= WHAT IS EXPECTED =
Please report how many lines of the data include the word "escrowed", with the number as the entire reply.

(Beginning of EXTRACTED RECORDS)

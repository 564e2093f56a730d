//! # Claim model — value claims and capability tickets
//!
//! A claim records value held in escrow on behalf of one identity,
//! redeemable by exactly one authorized action. Two representations exist:
//!
//! - [`ValueClaim`]: a plain row in a balance table. The ledger entry and
//!   the reserved value are separate things the escrow must keep in sync.
//! - [`Ticket`]: a non-duplicable capability whose existence *is* the
//!   claim. There is nothing to drift out of sync with.
//!
//! ## Ticket linearity
//!
//! A `Ticket` is move-only: it implements neither `Clone` nor `Copy`, its
//! fields are private, and the only way to learn its amount is
//! [`Ticket::read`], which consumes it. Any function receiving a ticket
//! must either forward it intact or read it exactly once — the type system
//! rules out "both". Serde impls exist solely for the persistence /
//! snapshot boundary; in-memory code never sees two live tickets with the
//! same nonce.

use std::sync::atomic::{AtomicU64, Ordering};

use rust_decimal::Decimal;
use serde::{Deserialize, Serialize};

use crate::Address;

/// Monotonic generation counter: every minted ticket gets a unique nonce.
static TICKET_NONCE: AtomicU64 = AtomicU64::new(0);

// ---------------------------------------------------------------------------
// ValueClaim
// ---------------------------------------------------------------------------

/// A balance-table claim: value held in escrow for `owner`.
///
/// Immutable once stored — a claim is never edited in place, only removed
/// wholesale at refund or redemption.
#[derive(Debug, Clone, PartialEq, Eq, Serialize, Deserialize)]
pub struct ValueClaim {
    /// The identity that deposited and may be refunded.
    pub owner: Address,
    /// The escrowed amount. Strictly positive at creation.
    pub amount: Decimal,
}

impl ValueClaim {
    #[must_use]
    pub fn new(owner: Address, amount: Decimal) -> Self {
        Self { owner, amount }
    }
}

// ---------------------------------------------------------------------------
// Ticket
// ---------------------------------------------------------------------------

/// A single-use capability representing one escrowed deposit.
///
/// Minted by the escrow contract when a claimant pays in; destroyed
/// (read) exactly once when the claim is refunded or redeemed.
#[derive(Debug, Serialize, Deserialize)]
pub struct Ticket {
    issuer: Address,
    amount: Decimal,
    quantity: u64,
    nonce: u64,
}

/// The payload recovered by destructively reading a [`Ticket`].
#[derive(Debug, Clone, PartialEq, Eq, Serialize, Deserialize)]
pub struct TicketContent {
    /// The contract that minted the ticket.
    pub issuer: Address,
    /// The escrowed amount the ticket stands for.
    pub amount: Decimal,
    /// Always 1 for escrow tickets.
    pub quantity: u64,
    /// The unique generation number assigned at mint.
    pub nonce: u64,
}

impl Ticket {
    /// Mint a fresh ticket carrying `amount`, issued by `issuer`.
    ///
    /// The nonce is drawn from a process-wide monotonic counter, so no two
    /// live tickets ever share one.
    #[must_use]
    pub fn mint(issuer: Address, amount: Decimal) -> Self {
        Self {
            issuer,
            amount,
            quantity: 1,
            nonce: TICKET_NONCE.fetch_add(1, Ordering::Relaxed),
        }
    }

    /// Destructively read the ticket, recovering its payload.
    ///
    /// Consumes `self`: after this call the capability no longer exists.
    #[must_use]
    pub fn read(self) -> TicketContent {
        TicketContent {
            issuer: self.issuer,
            amount: self.amount,
            quantity: self.quantity,
            nonce: self.nonce,
        }
    }
}

#[cfg(test)]
mod tests {
    use super::*;

    #[test]
    fn value_claim_holds_owner_and_amount() {
        let owner = Address::new();
        let claim = ValueClaim::new(owner, Decimal::new(5, 0));
        assert_eq!(claim.owner, owner);
        assert_eq!(claim.amount, Decimal::new(5, 0));
    }

    #[test]
    fn ticket_read_recovers_payload() {
        let issuer = Address::new();
        let ticket = Ticket::mint(issuer, Decimal::ONE);
        let content = ticket.read();
        assert_eq!(content.issuer, issuer);
        assert_eq!(content.amount, Decimal::ONE);
        assert_eq!(content.quantity, 1);
    }

    #[test]
    fn ticket_nonces_unique() {
        let issuer = Address::new();
        let a = Ticket::mint(issuer, Decimal::ONE).read();
        let b = Ticket::mint(issuer, Decimal::ONE).read();
        assert_ne!(a.nonce, b.nonce);
    }

    #[test]
    fn ticket_serde_preserves_nonce() {
        let ticket = Ticket::mint(Address::new(), Decimal::new(42, 0));
        let json = serde_json::to_string(&ticket).unwrap();
        let restored: Ticket = serde_json::from_str(&json).unwrap();
        let original = ticket.read();
        let roundtripped = restored.read();
        assert_eq!(original, roundtripped);
    }
}
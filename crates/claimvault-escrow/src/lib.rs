//! # claimvault-escrow
//!
//! **Escrow plane**: the two claim ledgers and their contract entrypoints.
//!
//! ## Architecture
//!
//! Two variants hold a claimant's payment, differing in how the claim is
//! represented:
//!
//! 1. **[`ValueLedger`]** / **[`ValueEscrow`]**: a balance table mapping
//!    claimant address to a [`ValueClaim`] row.
//! 2. **[`TicketLedger`]** / **[`TicketEscrow`]**: a capability table
//!    mapping claimant address to a move-only [`Ticket`] whose existence
//!    *is* the claim.
//!
//! ## Claim flow
//!
//! ```text
//! deposit / purchase_claim → ledger insert (one claim per owner)
//! refund / refund_claim    → ledger remove → Send { owner, amount }
//! ```
//!
//! Entrypoints never move currency themselves; they enqueue deferred
//! `Send` operations which the runtime executes, and rolls back together
//! with the ledger mutation if anything downstream is rejected.
//!
//! [`ValueClaim`]: claimvault_types::ValueClaim
//! [`Ticket`]: claimvault_types::Ticket

pub mod ticket_escrow;
pub mod ticket_ledger;
pub mod value_escrow;
pub mod value_ledger;

pub use ticket_escrow::TicketEscrow;
pub use ticket_ledger::TicketLedger;
pub use value_escrow::ValueEscrow;
pub use value_ledger::ValueLedger;
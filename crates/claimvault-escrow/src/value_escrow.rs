//! Balance-table escrow contract: `deposit` and `refund` entrypoints.

use claimvault_types::{CallEnv, OperationQueue, Result};
use serde::{Deserialize, Serialize};

use crate::value_ledger::ValueLedger;

/// Escrow contract state for the balance-table variant.
///
/// Entrypoints take a [`CallEnv`] and an [`OperationQueue`]; all currency
/// movement out of the contract is deferred through the queue. The
/// entrypoints assume transactional execution — on error the runtime
/// discards every mutation they made.
#[derive(Debug, Default, Serialize, Deserialize)]
pub struct ValueEscrow {
    claims: ValueLedger,
}

impl ValueEscrow {
    #[must_use]
    pub fn new() -> Self {
        Self::default()
    }

    /// Payable entrypoint: hold the attached amount as the sender's claim.
    ///
    /// # Errors
    /// - `InvalidAmount` if nothing (or a non-positive amount) is attached
    /// - `DuplicateClaim` if the sender already has a pending claim
    pub fn deposit(&mut self, env: &CallEnv, _ops: &mut OperationQueue) -> Result<()> {
        self.claims.insert(env.sender, env.attached)?;
        tracing::debug!(sender = %env.sender, amount = %env.attached, "claim deposited");
        Ok(())
    }

    /// Return the sender's escrowed value to them.
    ///
    /// Removes the claim and enqueues the payout; both commit together or
    /// not at all.
    ///
    /// # Errors
    /// Returns `NoPendingClaim` if the sender has no claim.
    pub fn refund(&mut self, env: &CallEnv, ops: &mut OperationQueue) -> Result<()> {
        let claim = self.claims.remove(env.sender)?;
        ops.send(claim.owner, claim.amount);
        tracing::debug!(owner = %claim.owner, amount = %claim.amount, "claim refunded");
        Ok(())
    }

    /// Read access to the underlying ledger.
    #[must_use]
    pub fn claims(&self) -> &ValueLedger {
        &self.claims
    }

    /// Mutable access for the redemption controller, which removes claims
    /// through the same exactly-once ledger path.
    pub fn claims_mut(&mut self) -> &mut ValueLedger {
        &mut self.claims
    }
}
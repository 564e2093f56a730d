//! External transfer adapter.
//!
//! Builds the batch-transfer request consumed by the token registry's
//! `transfer` entrypoint and enqueues it as a deferred operation. The
//! adapter never waits for or interprets a response — acceptance is only
//! observable at settlement time, when the runtime executes the queue.

use claimvault_types::{Address, ItemId, OperationQueue, TransferBatch, TransferTx};

/// Build a single-sender batch moving one unit of each id to `to`.
#[must_use]
pub fn single_sender_batch(from: Address, to: Address, ids: &[ItemId]) -> Vec<TransferBatch> {
    vec![TransferBatch {
        from,
        txs: ids
            .iter()
            .map(|&item_id| TransferTx {
                to,
                item_id,
                quantity: 1,
            })
            .collect(),
    }]
}

/// Enqueue a registry transfer of one unit of each id from `from` to `to`.
pub fn enqueue_transfer(
    ops: &mut OperationQueue,
    registry: Address,
    from: Address,
    to: Address,
    ids: &[ItemId],
) {
    ops.registry_transfer(registry, single_sender_batch(from, to, ids));
    tracing::debug!(%registry, %from, %to, items = ids.len(), "registry transfer enqueued");
}
pub mod add_milestone;
pub mod apply_metric_update;
pub mod burn_tokens;
pub mod configure_factory;
pub mod configure_ledger;
pub mod create_ledger;
pub mod initialize_factory;

pub use add_milestone::*;
pub use apply_metric_update::*;
pub use burn_tokens::*;
pub use configure_factory::*;
pub use configure_ledger::*;
pub use create_ledger::*;
pub use initialize_factory::*;
use anchor_lang::prelude::*;
use anchor_lang::system_program;
use anchor_spl::token::{Mint, Token};

use creo_registry::state::CreatorRecord;

use crate::error::LedgerError;
use crate::events::LedgerCreated;
use crate::state::{FactoryConfig, LedgerState, MAX_NAME_LEN, MAX_SYMBOL_LEN, TOKEN_DECIMALS};

pub fn handler(
    ctx: Context<CreateLedger>,
    name: String,
    symbol: String,
    rate_per_follower: u64,
    rate_per_post: u64,
    supply_cap: Option<u64>,
) -> Result<()> {
    require!(!ctx.accounts.factory.paused, LedgerError::CreationPaused);
    require!(
        !name.is_empty() && name.len() <= MAX_NAME_LEN,
        LedgerError::InvalidName
    );
    require!(
        !symbol.is_empty() && symbol.len() <= MAX_SYMBOL_LEN,
        LedgerError::InvalidSymbol
    );

    let fee = ctx.accounts.factory.creation_fee;
    if fee > 0 {
        let cpi_ctx = CpiContext::new(
            ctx.accounts.system_program.to_account_info(),
            system_program::Transfer {
                from: ctx.accounts.creator.to_account_info(),
                to: ctx.accounts.fee_recipient.to_account_info(),
            },
        );
        system_program::transfer(cpi_ctx, fee)?;
    }

    let now = Clock::get()?.unix_timestamp;
    let initial_followers = ctx.accounts.record.initial_followers;

    let ledger = &mut ctx.accounts.ledger;
    ledger.creator = ctx.accounts.creator.key();
    ledger.mint = ctx.accounts.mint.key();
    ledger.name = name.clone();
    ledger.symbol = symbol.clone();
    ledger.rate_per_follower = rate_per_follower;
    ledger.rate_per_post = rate_per_post;
    ledger.supply_cap = supply_cap;
    ledger.last_follower_count = initial_followers;
    ledger.last_post_count = 0;
    ledger.oracle = ctx.accounts.factory.default_oracle;
    ledger.milestones = Vec::new();
    ledger.created_at = now;
    ledger.bump = ctx.bumps.ledger;

    let factory = &mut ctx.accounts.factory;
    factory.ledger_count = factory.ledger_count.saturating_add(1);

    emit!(LedgerCreated {
        ledger: ctx.accounts.ledger.key(),
        creator: ctx.accounts.creator.key(),
        mint: ctx.accounts.mint.key(),
        name,
        symbol,
        rate_per_follower,
        rate_per_post,
        supply_cap,
        initial_followers,
        fee_paid: fee,
        timestamp: now,
    });

    Ok(())
}

#[derive(Accounts)]
pub struct CreateLedger<'info> {
    #[account(mut)]
    pub creator: Signer<'info>,

    #[account(
        mut,
        seeds = [FactoryConfig::SEED_PREFIX],
        bump = factory.bump,
    )]
    pub factory: Account<'info, FactoryConfig>,

    /// Verification record from the registry program; only verified
    /// creators may create a ledger.
    #[account(
        constraint = record.creator == creator.key() @ LedgerError::Unauthorized,
    )]
    pub record: Account<'info, CreatorRecord>,

    #[account(
        init,
        payer = creator,
        space = 8 + LedgerState::INIT_SPACE,
        seeds = [LedgerState::SEED_PREFIX, creator.key().as_ref()],
        bump,
    )]
    pub ledger: Account<'info, LedgerState>,

    #[account(
        init,
        payer = creator,
        seeds = [LedgerState::MINT_SEED_PREFIX, ledger.key().as_ref()],
        bump,
        mint::decimals = TOKEN_DECIMALS,
        mint::authority = ledger,
        mint::freeze_authority = ledger,
    )]
    pub mint: Account<'info, Mint>,

    /// CHECK: validated against the configured fee recipient.
    #[account(
        mut,
        constraint = fee_recipient.key() == factory.fee_recipient @ LedgerError::Unauthorized,
    )]
    pub fee_recipient: UncheckedAccount<'info>,

    pub system_program: Program<'info, System>,
    pub token_program: Program<'info, Token>,
}
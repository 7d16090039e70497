pub mod error;
pub mod events;
pub mod instructions;
pub mod state;

use anchor_lang::prelude::*;
use instructions::*;

declare_id!("4Pb7e9Vfc5BCkdq9YfMGjRkVw7DyPiSCQz9CdoZwEmup");

/// Creo Badge Registry
///
/// One soulbound identity badge per creator. Ownership is modeled
/// directly as the badge PDA keyed by the creator, so there is no
/// transfer, approval, or delegation surface to disable: the binding is
/// permanent by construction, and mint/revoke are the only
/// ownership-changing edges.
#[program]
pub mod creo_badge {
    use super::*;

    /// Create the badge registry; the signer becomes admin.
    pub fn initialize_registry(ctx: Context<InitializeRegistry>) -> Result<()> {
        instructions::initialize_registry::handler(ctx)
    }

    /// Allow-list a minter. Admin-only.
    pub fn add_minter(ctx: Context<ManageMinters>, minter: Pubkey) -> Result<()> {
        instructions::manage_minters::add_minter(ctx, minter)
    }

    /// Remove a minter from the allow-list. Admin-only.
    pub fn remove_minter(ctx: Context<ManageMinters>, minter: Pubkey) -> Result<()> {
        instructions::manage_minters::remove_minter(ctx, minter)
    }

    /// Issue the badge for a creator. Admin or allow-listed minter;
    /// exactly one badge per creator, ids are monotonically increasing.
    pub fn mint_badge(
        ctx: Context<MintBadge>,
        handle: String,
        platform: String,
        initial_followers: u64,
        image_ref: String,
        engagement_score: u64,
    ) -> Result<()> {
        instructions::mint_badge::handler(
            ctx,
            handle,
            platform,
            initial_followers,
            image_ref,
            engagement_score,
        )
    }

    /// Update mutable display fields. Minter-only.
    pub fn update_profile(
        ctx: Context<UpdateProfile>,
        image_ref: String,
        engagement_score: u64,
    ) -> Result<()> {
        instructions::update_profile::handler(ctx, image_ref, engagement_score)
    }

    /// Hide a badge without affecting ownership. Admin-only.
    pub fn deactivate_badge(ctx: Context<SetBadgeStatus>) -> Result<()> {
        instructions::set_badge_status::deactivate(ctx)
    }

    /// Restore a deactivated badge. Admin-only.
    pub fn reactivate_badge(ctx: Context<SetBadgeStatus>) -> Result<()> {
        instructions::set_badge_status::reactivate(ctx)
    }

    /// Burn a badge outright. Admin-only.
    pub fn revoke_badge(ctx: Context<RevokeBadge>) -> Result<()> {
        instructions::revoke_badge::handler(ctx)
    }
}
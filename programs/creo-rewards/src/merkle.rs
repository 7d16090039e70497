//! Sorted-pair keccak Merkle verification for self-service claims.
//!
//! Leaves commit to `(claimant, amount, reason)`; interior nodes hash
//! their children in byte order, so proofs carry no left/right flags.
//! Leaves and interior nodes hash in distinct domains (0x00 / 0x01
//! prefix), so an interior node can never collide with a leaf
//! commitment.

use anchor_lang::prelude::*;
use solana_keccak_hasher as keccak;

const LEAF_PREFIX: &[u8] = &[0x00];
const NODE_PREFIX: &[u8] = &[0x01];

/// Leaf commitment for one reward allocation.
pub fn leaf_hash(claimant: &Pubkey, amount: u64, reason: &str) -> [u8; 32] {
    keccak::hashv(&[
        LEAF_PREFIX,
        claimant.as_ref(),
        &amount.to_le_bytes(),
        reason.as_bytes(),
    ])
    .0
}

/// Walks the proof from `leaf` to the root and compares.
pub fn verify_proof(proof: &[[u8; 32]], root: &[u8; 32], leaf: &[u8; 32]) -> bool {
    let mut node = *leaf;
    for sibling in proof {
        node = hash_pair(&node, sibling);
    }
    node == *root
}

fn hash_pair(a: &[u8; 32], b: &[u8; 32]) -> [u8; 32] {
    if a <= b {
        keccak::hashv(&[NODE_PREFIX, a, b]).0
    } else {
        keccak::hashv(&[NODE_PREFIX, b, a]).0
    }
}

#[cfg(test)]
mod tests {
    use super::*;

    fn leaves() -> Vec<[u8; 32]> {
        vec![
            leaf_hash(&Pubkey::new_unique(), 100, "welcome"),
            leaf_hash(&Pubkey::new_unique(), 250, "top fan"),
            leaf_hash(&Pubkey::new_unique(), 50, "early"),
            leaf_hash(&Pubkey::new_unique(), 600, "moderator"),
        ]
    }

    /// Builds a 4-leaf tree and returns (root, proof for leaves[index]).
    fn tree_of_four(leaves: &[[u8; 32]], index: usize) -> ([u8; 32], Vec<[u8; 32]>) {
        let n01 = hash_pair(&leaves[0], &leaves[1]);
        let n23 = hash_pair(&leaves[2], &leaves[3]);
        let root = hash_pair(&n01, &n23);
        let proof = match index {
            0 => vec![leaves[1], n23],
            1 => vec![leaves[0], n23],
            2 => vec![leaves[3], n01],
            3 => vec![leaves[2], n01],
            _ => unreachable!(),
        };
        (root, proof)
    }

    #[test]
    fn single_leaf_tree() {
        let leaf = leaf_hash(&Pubkey::new_unique(), 1, "only");
        assert!(verify_proof(&[], &leaf, &leaf));
        assert!(!verify_proof(&[], &leaf, &[0u8; 32]));
    }

    #[test]
    fn two_leaf_tree() {
        let claimant = Pubkey::new_unique();
        let a = leaf_hash(&claimant, 100, "welcome");
        let b = leaf_hash(&Pubkey::new_unique(), 200, "welcome");
        let root = hash_pair(&a, &b);

        assert!(verify_proof(&[b], &root, &a));
        assert!(verify_proof(&[a], &root, &b));
        // same claimant, wrong amount: different leaf, proof fails
        let forged = leaf_hash(&claimant, 101, "welcome");
        assert!(!verify_proof(&[b], &root, &forged));
    }

    #[test]
    fn four_leaf_tree_all_positions() {
        let leaves = leaves();
        for index in 0..4 {
            let (root, proof) = tree_of_four(&leaves, index);
            assert!(verify_proof(&proof, &root, &leaves[index]));
        }
    }

    #[test]
    fn non_committed_leaf_fails() {
        let leaves = leaves();
        let (root, proof) = tree_of_four(&leaves, 0);
        let outsider = leaf_hash(&Pubkey::new_unique(), 100, "welcome");
        assert!(!verify_proof(&proof, &root, &outsider));
    }

    #[test]
    fn truncated_proof_fails() {
        let leaves = leaves();
        let (root, proof) = tree_of_four(&leaves, 0);
        assert!(!verify_proof(&proof[..1], &root, &leaves[0]));
    }

    #[test]
    fn leaf_and_node_hashes_use_distinct_domains() {
        // A leaf whose serialized fields are byte-identical to two
        // concatenated 32-byte nodes must not collide with their
        // interior hash.
        let a = [1u8; 32];
        let b = [2u8; 32];
        let claimant = Pubkey::new_from_array(a);
        let amount = u64::from_le_bytes(b[..8].try_into().unwrap());
        let reason = core::str::from_utf8(&b[8..]).unwrap();
        assert_ne!(leaf_hash(&claimant, amount, reason), hash_pair(&a, &b));
    }

    #[test]
    fn leaf_binds_every_field() {
        let claimant = Pubkey::new_unique();
        let base = leaf_hash(&claimant, 100, "welcome");
        assert_ne!(base, leaf_hash(&claimant, 100, "welcomed"));
        assert_ne!(base, leaf_hash(&claimant, 99, "welcome"));
        assert_ne!(base, leaf_hash(&Pubkey::new_unique(), 100, "welcome"));
    }
}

(End of EXTRACTED RECORDS)

= RESPONSE BELOW =
4